Socially Responsible Act
By Andrew Mattfeld
Art in all forms is the expression of the human spirit. It is emotion in shorthand, or long, depending on how the individual interprets it. Art has the power to form opinions, change opinions, change lives. So what is art’s responsibility to humanity? What does it owe society? What does art ask from us as artists?
These are questions which I have posed for the last several weeks to the talented teen leaders of the BOCH Center City Spotlights Summer Leadership Program, and every day and week I am surprised and inspired by their reaction and artistic interpretation of topics which are relevant to their generation. This year’s topic was #MediaIsPower, an exploration thru acting, music, and dance of how media, and specifically their generations use of social media influences society and interpersonal relationships. They have tackled delicate topics of bullying, influence, protest, trolling, fake news, and unity, thru thoughtful discussion on how they as teen leaders want to see the world change. They have held a mirror up to the face of contemporary society and have focused the spotlight on the evolution of social commentary and how it has changed the world over the last 30 years.
For me, growing up at the dawn of the internet age, remembering the sound of a dial tone, having to press the number 3 four times to type a letter in my first text message, having to read an op ed to get the opinion of someone I don’t know having read something that was in a newspaper a week ago, the students have shown me just how far we have come as a society. As I always knew of course, but to see and hear their stories of how media and more importantly the constant presence of other people’s opinions and influence have changed their perception of the world around them, was humbling.

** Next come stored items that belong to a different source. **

// SPDX-License-Identifier: (MIT OR Apache-2.0)
//! Pool and task errors.
//!
//! Two layers. `PoolError` is what the pool API itself returns.
//! `TaskError<E>` is what a settled `Completion` carries on its failure
//! channel: either an application rejection or a native fault.

use std::any::Any;
use std::time::Duration;

use thiserror::Error;

/// Errors returned by the pool API.
#[derive(Debug, Error)]
pub enum PoolError {
    /// The pool no longer accepts work.
    #[error("thread pool is shut down")]
    Shutdown,

    /// A worker thread could not be started.
    #[error("failed to spawn worker thread `{name}`")]
    Spawn {
        name: String,
        #[source]
        source: std::io::Error,
    },

    /// Outstanding jobs did not drain before the deadline.
    #[error("pool did not terminate within {waited:?} ({pending} jobs outstanding)")]
    TerminationTimeout { waited: Duration, pending: usize },

    /// The shared pool is already running; configuration is fixed.
    #[error("shared pool is already running")]
    AlreadyRunning,

    #[error(transparent)]
    Config(#[from] ConfigError),
}

/// Invalid pool configuration.
#[derive(Debug, Clone, PartialEq, Eq, Error)]
pub enum ConfigError {
    #[error("invalid worker count `{value}` in {var}")]
    InvalidWorkers { var: &'static str, value: String },

    #[error("worker thread name must not be empty")]
    EmptyThreadName,
}

/// A failure intrinsic to the executor, as opposed to one the application
/// reported.
#[derive(Debug, Clone, PartialEq, Eq, Error)]
pub enum Fault {
    /// Submitted work or a continuation panicked.
    #[error("task panicked: {0}")]
    Panicked(String),

    /// Work was refused because the pool was shut down.
    #[error("task refused: thread pool is shut down")]
    PoolShutdown,

    /// The shared pool could not be started.
    #[error("shared pool unavailable: {0}")]
    Unavailable(String),

    /// An aggregate read a member that had not settled successfully.
    #[error("aggregate member read before it settled")]
    Unsettled,
}

impl Fault {
    /// Build a `Panicked` fault from a `catch_unwind` payload.
    pub fn from_panic(payload: Box<dyn Any + Send>) -> Self {
        Fault::Panicked(panic_message(&*payload))
    }
}

/// Best-effort text of a panic payload.
pub fn panic_message(payload: &(dyn Any + Send)) -> String {
    if let Some(s) = payload.downcast_ref::<&str>() {
        s.to_string()
    } else if let Some(s) = payload.downcast_ref::<String>() {
        s.clone()
    } else {
        "unknown panic".to_string()
    }
}

/// The failure side of a settled `Completion`.
///
/// `Rejected` marks a failure that went through the failure channel on
/// purpose, so the original payload can be recovered with one match.
/// `Fault` is everything the executor raised on its own.
#[derive(Debug, Clone, PartialEq, Error)]
pub enum TaskError<E> {
    #[error("rejected: {0}")]
    Rejected(E),

    #[error(transparent)]
    Fault(#[from] Fault),
}

impl<E> TaskError<E> {
    /// True if this failure carries an application payload.
    pub fn is_rejection(&self) -> bool {
        matches!(self, TaskError::Rejected(_))
    }

    /// The application payload, if any.
    pub fn rejection(&self) -> Option<&E> {
        match self {
            TaskError::Rejected(e) => Some(e),
            TaskError::Fault(_) => None,
        }
    }
}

Music specifically has given the teen leaders a flow of consciousness to express their want of individuality. They have written songs, raps, and spoken words, which express their frustration in the loss of personal growth, when they are constantly being bombarded with how they ‘should’ act or dress in society. They have given solutions to these problems and developed together a stronger sense of community together.
Their use of social media in their final showcase is of course the definition of irony when you consider the topic, but beautifully done in their message of acceptance and tolerance, and holding people responsible for their words and actions. In this way they have made art socially responsible: they have shown society what’s important about the cultural diaspora which is humanity, and how thru this constant connectivity we can grow.